Small Molecule Inhibition of microRNA-210 Reprograms an Oncogenic Hypoxic Circuit

A hypoxic state is critical to the metastatic and invasive characteristics of cancer. Numerous pathways play critical roles in cancer maintenance, many of which include noncoding RNAs such as microRNA (miR)-210 that regulates hypoxia inducible factors (HIFs). Herein, we describe the identification of a small molecule named Targapremir-210 that binds to the Dicer site of the miR-210 hairpin precursor. This interaction inhibits production of the mature miRNA, derepresses glycerol-3-phosphate dehydrogenase 1-like enzyme (GPD1L), a hypoxia-associated protein negatively regulated by miR-210, decreases HIF-1α, and triggers apoptosis of triple negative breast cancer cells only under hypoxic conditions.
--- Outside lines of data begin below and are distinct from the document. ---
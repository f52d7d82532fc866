//! Deployment frequency: trailing average of successful pipeline runs per
//! day.

use tracing::{debug, Instrument};

use super::{drop_padding, validate_query, MetricsError, MetricsService};
use crate::engine::moving_average;
use crate::model::{AggregateKind, DailySeries, MetricQuery, MetricReport};
use crate::telemetry::create_metric_span;

impl MetricsService {
    /// Deployment frequency for one dataflow's pipeline.
    pub async fn deployment_frequency(
        &self,
        dataflow: &str,
        query: MetricQuery,
    ) -> Result<MetricReport, MetricsError> {
        validate_query(&query)?;
        let flow = self.resolve(dataflow).await?;
        self.deployment_frequency_report(Some(flow.pipeline.as_str()), Some(dataflow), query)
            .instrument(create_metric_span("deployment_frequency", Some(dataflow), None))
            .await
    }

    /// Deployment frequency across every tracked pipeline.
    pub async fn deployment_frequency_all(
        &self,
        query: MetricQuery,
    ) -> Result<MetricReport, MetricsError> {
        validate_query(&query)?;
        self.deployment_frequency_report(None, None, query)
            .instrument(create_metric_span("deployment_frequency", None, None))
            .await
    }

    async fn deployment_frequency_report(
        &self,
        key: Option<&str>,
        dataflow: Option<&str>,
        query: MetricQuery,
    ) -> Result<MetricReport, MetricsError> {
        let filled = self
            .fetch_filled(AggregateKind::PipelineRuns, key, &query)
            .await?;

        let moving_average = moving_average(&filled.counts, query.window)?;
        let deployments = drop_padding(filled.counts, query.window);

        debug!(
            dataflow,
            start = %query.start,
            end = %query.end,
            window = query.window,
            "computed deployment frequency"
        );

        Ok(MetricReport {
            dataflow: dataflow.map(str::to_string),
            start: query.start,
            end: query.end,
            window: query.window,
            dates: query.range().days(),
            daily: vec![DailySeries::new("deployments", deployments)],
            moving_average,
        })
    }
}
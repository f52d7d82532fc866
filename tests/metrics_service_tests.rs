//! End-to-end orchestrator tests against the in-memory store: seeded daily
//! aggregates in, metric reports out.

use std::sync::Arc;

use chrono::NaiveDate;
use fourkeys::{
    AggregateKind, DailyAggregate, Dataflow, MemoryStore, MetricQuery, MetricsError,
    MetricsService, StoreError,
};

fn date(y: i32, m: u32, d: u32) -> NaiveDate {
    NaiveDate::from_ymd_opt(y, m, d).unwrap()
}

fn assert_close(actual: &[f64], expected: &[f64]) {
    assert_eq!(actual.len(), expected.len(), "series length differs");
    for (i, (a, e)) in actual.iter().zip(expected).enumerate() {
        assert!(
            (a - e).abs() < 1e-9,
            "index {i}: expected {e}, got {a} (full series {actual:?})"
        );
    }
}

async fn service_with(store: Arc<MemoryStore>) -> MetricsService {
    store
        .insert_dataflow(Dataflow {
            name: "checkout".to_string(),
            repository: "checkout-api".to_string(),
            pipeline: "checkout-deploy".to_string(),
            deployment: "checkout-prod".to_string(),
        })
        .await;
    MetricsService::new(store.clone(), store)
}

#[tokio::test]
async fn deployment_frequency_smooths_sparse_run_totals() {
    let store = Arc::new(MemoryStore::new());
    // Daily totals [1,2,0,1,2,0] for Feb 4-9 plus the lookback history that
    // makes every 3-day window sum to 3. Feb 3, 6 and 9 are sparse holes.
    store
        .seed_daily(
            AggregateKind::PipelineRuns,
            "checkout-deploy",
            vec![
                DailyAggregate::new(date(2024, 2, 2), 2, 0),
                DailyAggregate::new(date(2024, 2, 4), 1, 0),
                DailyAggregate::new(date(2024, 2, 5), 2, 0),
                DailyAggregate::new(date(2024, 2, 7), 1, 0),
                DailyAggregate::new(date(2024, 2, 8), 2, 0),
            ],
        )
        .await;
    let service = service_with(store).await;

    let report = service
        .deployment_frequency(
            "checkout",
            MetricQuery::new(date(2024, 2, 4), date(2024, 2, 9), 3),
        )
        .await
        .unwrap();

    assert_eq!(report.dates.first(), Some(&date(2024, 2, 4)));
    assert_eq!(report.dates.last(), Some(&date(2024, 2, 9)));
    assert_close(&report.daily[0].values, &[1.0, 2.0, 0.0, 1.0, 2.0, 0.0]);
    assert_close(&report.moving_average, &[1.0, 1.0, 1.0, 1.0, 1.0, 1.0]);
}

#[tokio::test]
async fn change_failure_rate_is_a_ratio_of_window_totals() {
    let store = Arc::new(MemoryStore::new());
    // Incidents [1,0,2,1,0,2,3] and deployments [5,4,6,2,8,5,10] across
    // Dec 24-30; zero-incident days are simply absent.
    let incidents = [(24, 1), (26, 2), (27, 1), (29, 2), (30, 3)];
    let deployments = [(24, 5), (25, 4), (26, 6), (27, 2), (28, 8), (29, 5), (30, 10)];
    store
        .seed_daily(
            AggregateKind::Incidents,
            "checkout-prod",
            incidents
                .iter()
                .map(|(d, n)| DailyAggregate::new(date(2023, 12, *d), *n, 0))
                .collect(),
        )
        .await;
    store
        .seed_daily(
            AggregateKind::PipelineRuns,
            "checkout-deploy",
            deployments
                .iter()
                .map(|(d, n)| DailyAggregate::new(date(2023, 12, *d), *n, 0))
                .collect(),
        )
        .await;
    let service = service_with(store).await;

    let report = service
        .change_failure_rate(
            "checkout",
            MetricQuery::new(date(2023, 12, 27), date(2023, 12, 29), 3),
        )
        .await
        .unwrap();

    assert_close(&report.daily[0].values, &[1.0, 0.0, 2.0]);
    assert_close(&report.daily[1].values, &[2.0, 8.0, 5.0]);
    assert_close(&report.moving_average, &[25.0, 18.75, 20.0]);
}

#[tokio::test]
async fn change_failure_rate_without_deployments_reads_zero() {
    let store = Arc::new(MemoryStore::new());
    store
        .seed_daily(
            AggregateKind::Incidents,
            "checkout-prod",
            vec![DailyAggregate::new(date(2024, 2, 5), 1, 0)],
        )
        .await;
    let service = service_with(store).await;

    let report = service
        .change_failure_rate(
            "checkout",
            MetricQuery::new(date(2024, 2, 4), date(2024, 2, 6), 2),
        )
        .await
        .unwrap();

    assert!(report.moving_average.iter().all(|v| v.is_finite()));
    assert_close(&report.moving_average, &[0.0, 0.0, 0.0]);
}

#[tokio::test]
async fn lead_time_averages_per_day_mean_lead() {
    let store = Arc::new(MemoryStore::new());
    // Feb 4: two changes totalling 400s of lead; Feb 5: none.
    store
        .seed_daily(
            AggregateKind::Changes,
            "checkout-deploy",
            vec![DailyAggregate::new(date(2024, 2, 4), 2, 400)],
        )
        .await;
    let service = service_with(store).await;

    let report = service
        .lead_time_for_changes(
            "checkout",
            MetricQuery::new(date(2024, 2, 4), date(2024, 2, 5), 1),
        )
        .await
        .unwrap();

    assert_close(&report.moving_average, &[200.0, 0.0]);
    assert_close(&report.daily[0].values, &[2.0, 0.0]);
    assert_close(&report.daily[1].values, &[400.0, 0.0]);
}

#[tokio::test]
async fn time_to_restore_averages_per_day_mean_downtime() {
    let store = Arc::new(MemoryStore::new());
    store
        .seed_daily(
            AggregateKind::Incidents,
            "checkout-prod",
            vec![
                DailyAggregate::new(date(2024, 2, 4), 2, 600),
                DailyAggregate::new(date(2024, 2, 5), 1, 900),
            ],
        )
        .await;
    let service = service_with(store).await;

    let report = service
        .time_to_restore(
            "checkout",
            MetricQuery::new(date(2024, 2, 4), date(2024, 2, 5), 2),
        )
        .await
        .unwrap();

    // Window of 2: mean of per-day means [0 (Feb 3), 300] then [300, 900].
    assert_close(&report.moving_average, &[150.0, 600.0]);
}

#[tokio::test]
async fn general_form_sums_across_pipelines() {
    let store = Arc::new(MemoryStore::new());
    store
        .seed_daily(
            AggregateKind::PipelineRuns,
            "checkout-deploy",
            vec![DailyAggregate::new(date(2024, 2, 4), 1, 0)],
        )
        .await;
    store
        .seed_daily(
            AggregateKind::PipelineRuns,
            "billing-deploy",
            vec![DailyAggregate::new(date(2024, 2, 4), 3, 0)],
        )
        .await;
    let service = service_with(store).await;

    let report = service
        .deployment_frequency_all(MetricQuery::new(date(2024, 2, 4), date(2024, 2, 4), 1))
        .await
        .unwrap();

    assert_eq!(report.dataflow, None);
    assert_close(&report.daily[0].values, &[4.0]);
    assert_close(&report.moving_average, &[4.0]);
}

#[tokio::test]
async fn report_range_matches_the_query_regardless_of_window() {
    let store = Arc::new(MemoryStore::new());
    let service = service_with(store).await;

    for window in [1usize, 2, 7, 30] {
        let query = MetricQuery::new(date(2024, 2, 4), date(2024, 2, 9), window);
        let report = service.deployment_frequency("checkout", query).await.unwrap();
        assert_eq!(report.dates.first(), Some(&date(2024, 2, 4)), "window {window}");
        assert_eq!(report.dates.last(), Some(&date(2024, 2, 9)), "window {window}");
        assert_eq!(report.dates.len(), 6);
        assert_eq!(report.moving_average.len(), 6);
        assert_eq!(report.daily[0].values.len(), 6);
    }
}

#[tokio::test]
async fn invalid_queries_fail_before_touching_the_store() {
    let store = Arc::new(MemoryStore::new());
    let service = service_with(store).await;

    let zero_window = service
        .deployment_frequency(
            "checkout",
            MetricQuery::new(date(2024, 2, 4), date(2024, 2, 9), 0),
        )
        .await;
    assert!(matches!(
        zero_window,
        Err(MetricsError::InvalidWindow { window: 0 })
    ));

    let inverted = service
        .time_to_restore(
            "checkout",
            MetricQuery::new(date(2024, 2, 9), date(2024, 2, 4), 3),
        )
        .await;
    assert!(matches!(inverted, Err(MetricsError::InvalidRange { .. })));
}

#[tokio::test]
async fn unknown_dataflow_is_a_typed_not_found() {
    let store = Arc::new(MemoryStore::new());
    let service = service_with(store).await;

    let result = service
        .lead_time_for_changes(
            "does-not-exist",
            MetricQuery::new(date(2024, 2, 4), date(2024, 2, 9), 3),
        )
        .await;
    assert!(matches!(
        result,
        Err(MetricsError::Store(StoreError::DataflowNotFound { .. }))
    ));
}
Further, Targapremir-210 inhibits tumorigenesis in a mouse xenograft model of hypoxic triple negative breast cancer. Many factors govern molecular recognition of biological targets by small molecules. For protein, chemoproteomics and activity-based protein profiling are invaluable tools to study small molecule target engagement and selectivity in cells. Such approaches are lacking for RNA, leaving a void in the understanding of its druggability. We applied Chemical Cross-Linking and Isolation by Pull Down (Chem-CLIP) to study the cellular selectivity and the on- and off-targets of Targapremir-210. Targapremir-210 selectively recognizes the miR-210 precursor and can differentially recognize RNAs in cells that have the same target motif but have different expression levels, revealing this important feature for selectively drugging RNAs for the first time. These studies show that small molecules can be rapidly designed to selectively target RNAs and affect cellular responses to environmental conditions, resulting in favorable benefits against cancer. Further, they help define rules for identifying druggable targets in the transcriptome.